According to Piaget, moral development takes place in two different stages.
He suggests that young children tend to believe that rules are given by God or their parents. Young children, therefore, base their moral decisions on the outcomes rather than the motives (Lind, 2017). For Piaget, this mode of thinking tends to change among children around 10 years when they begin to comprehend that morals are based on their intentions and judgments. In this case, the point is that children shift from a concrete comprehension of morality to an abstract one where they discover that rules are not absolute but are strategies for people to cooperate and live together.
Looking at Kohlberg, on the other hand, he built upon the theory by Piaget but provided a more detailed understanding of morality among children using a model of six stages, unlike Piaget, who used two stages. According to Lind (2017), just like Piaget, Kohlberg considered the beginning of morality understanding in children as being involved with rules and outcomes. Moreover, he believed that children tend to struggle with time about issues related to social order individual rights, universality, and relationships. His theory, therefore, provides a better comprehension of human moral development than the theory by Piaget.
According to Piaget, children grow cognitively in a hierarchy in a series of four stages, starting from infancy to puberty. Kohlberg, on the other hand, outlines six moral development stages, which fail to specify the age limits (Carpendale, 2009). The stages outlined by Kohlberg allow for the growth of morality in the entire life rather than just until adolescence. This includes relationships with parents, peers, religious leaders, and teachers, which resulted in a personal understanding of what is morally right or wrong.

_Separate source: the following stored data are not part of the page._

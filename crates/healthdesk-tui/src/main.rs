use std::fs::OpenOptions;
use std::path::{Path, PathBuf};
use std::sync::Mutex;

use anyhow::{anyhow, Result};
use clap::{Parser, Subcommand};
use tracing::info;
use tracing_subscriber::EnvFilter;

use healthdesk_core::config::DataPaths;
use healthdesk_core::tts::{self, GoogleTts};
use healthdesk_core::{dashboard, Config, ConsultationMode, GeminiClient, HealthDb, Language, DISCLAIMER};

mod app;
mod form;
mod handler;
mod tui;
mod ui;

use app::App;

#[derive(Parser)]
#[command(name = "healthdesk")]
#[command(version, about = "Medical information companion: AI consultation, reports, appointments and more")]
struct Cli {
    /// Directory for the database, uploads, exports and log
    #[arg(long, global = true)]
    data_dir: Option<PathBuf>,

    #[command(subcommand)]
    command: Option<Commands>,
}

#[derive(Subcommand)]
enum Commands {
    /// Interactive terminal app (default)
    Tui,
    /// Ask a one-off health question
    Ask {
        /// Your question
        question: String,
        /// Consultation mode: general, medicine, nutrition or mental
        #[arg(short, long, default_value = "general")]
        mode: String,
        /// Response language code: en, hi, es or fr
        #[arg(short, long)]
        lang: Option<String>,
        /// Read the answer aloud
        #[arg(short, long)]
        speak: bool,
    },
    /// Print a daily health tip
    Tip,
    /// List available Gemini models
    Models,
}

#[tokio::main]
async fn main() -> Result<()> {
    let cli = Cli::parse();
    let config = Config::load().unwrap_or_else(|_| Config::new());

    let data_dir = config.resolve_data_dir(cli.data_dir.as_deref())?;
    let paths = DataPaths::new(data_dir);
    paths.ensure()?;

    match cli.command.unwrap_or(Commands::Tui) {
        Commands::Tui => {
            init_tracing(Some(&paths.log_file()))?;
            let db = HealthDb::open(&paths.database())?;
            run_tui(App::new(db, paths, config)).await?
        }
        Commands::Ask { question, mode, lang, speak } => {
            init_tracing(None)?;
            ask(&config, &question, &mode, lang.as_deref(), speak).await?
        }
        Commands::Tip => {
            init_tracing(None)?;
            let client = GeminiClient::new(&config.api_key().unwrap_or_default());
            let tip = client.generate(&config.model(), dashboard::daily_tip_prompt()).await?;
            println!("{}", tip.trim());
        }
        Commands::Models => list_models(&config),
    }

    Ok(())
}

/// Log to a file while the TUI owns the terminal, otherwise to stderr.
fn init_tracing(log_file: Option<&Path>) -> Result<()> {
    let filter = EnvFilter::try_from_default_env().unwrap_or_else(|_| EnvFilter::new("info"));
    let builder = tracing_subscriber::fmt().with_env_filter(filter);

    match log_file {
        Some(path) => {
            let file = OpenOptions::new().create(true).append(true).open(path)?;
            builder.with_ansi(false).with_writer(Mutex::new(file)).init();
        }
        None => builder.with_writer(std::io::stderr).init(),
    }
    info!("HealthDesk v{}", env!("CARGO_PKG_VERSION"));
    Ok(())
}

async fn run_tui(mut app: App) -> Result<()> {
    tui::install_panic_hook();
    let mut terminal = tui::init()?;
    let mut events = tui::EventHandler::new();

    let result = async {
        while !app.should_quit {
            terminal.draw(|frame| ui::render(&mut app, frame))?;
            match events.next().await {
                Some(event) => handler::handle_event(&mut app, event).await?,
                None => break,
            }
        }
        Ok::<(), anyhow::Error>(())
    }
    .await;

    tui::restore()?;
    result
}

async fn ask(config: &Config, question: &str, mode: &str, lang: Option<&str>, speak: bool) -> Result<()> {
    let mode = ConsultationMode::from_str(mode)
        .ok_or_else(|| anyhow!("Unknown mode '{}'. Use general, medicine, nutrition or mental.", mode))?;
    let code = lang.or(config.language.as_deref()).unwrap_or("en");
    let language = Language::from_code(code)
        .ok_or_else(|| anyhow!("Unknown language '{}'. Use en, hi, es or fr.", code))?;

    let client = GeminiClient::new(&config.api_key().unwrap_or_default());
    let answer = client.medical_answer(&config.model(), mode, language, question).await;

    println!("{}\n", answer.trim());
    println!("⚠ {}", DISCLAIMER);

    if speak {
        let audio = GoogleTts::new().synthesize(&answer, language).await?;
        tts::play_mp3(audio).await?;
    }
    Ok(())
}

fn list_models(config: &Config) {
    let current = config.model();
    println!("Available Gemini models:");
    for model in GeminiClient::list_models() {
        let marker = if model == current { "*" } else { " " };
        println!(" {} {}", marker, model);
    }
    match config.key_source() {
        Some(source) => println!("\nAPI key: set ({})", source),
        None => println!("\nAPI key: not set (export GOOGLE_API_KEY or press K in the app)"),
    }
}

Piaget\’s theory, on the other hand, suggests that intelligence develops alongside biological advancement.
To sum up, various researchers have documented the development of children, but none of them is quite as famous as Piaget and Kohlberg. The theories of moral development by Jean Piaget and Lawrence Kohlberg have been vital to scholars who seek a deeper understanding of child development. While the two theories tend to be unique in their explanation of various forms of child development, they seem to have several similarities and differences too. The cognitive theories, however, indicate that a child goes through a series of stages in his cognitive development, and it is through these stages that they can fully develop into an adult.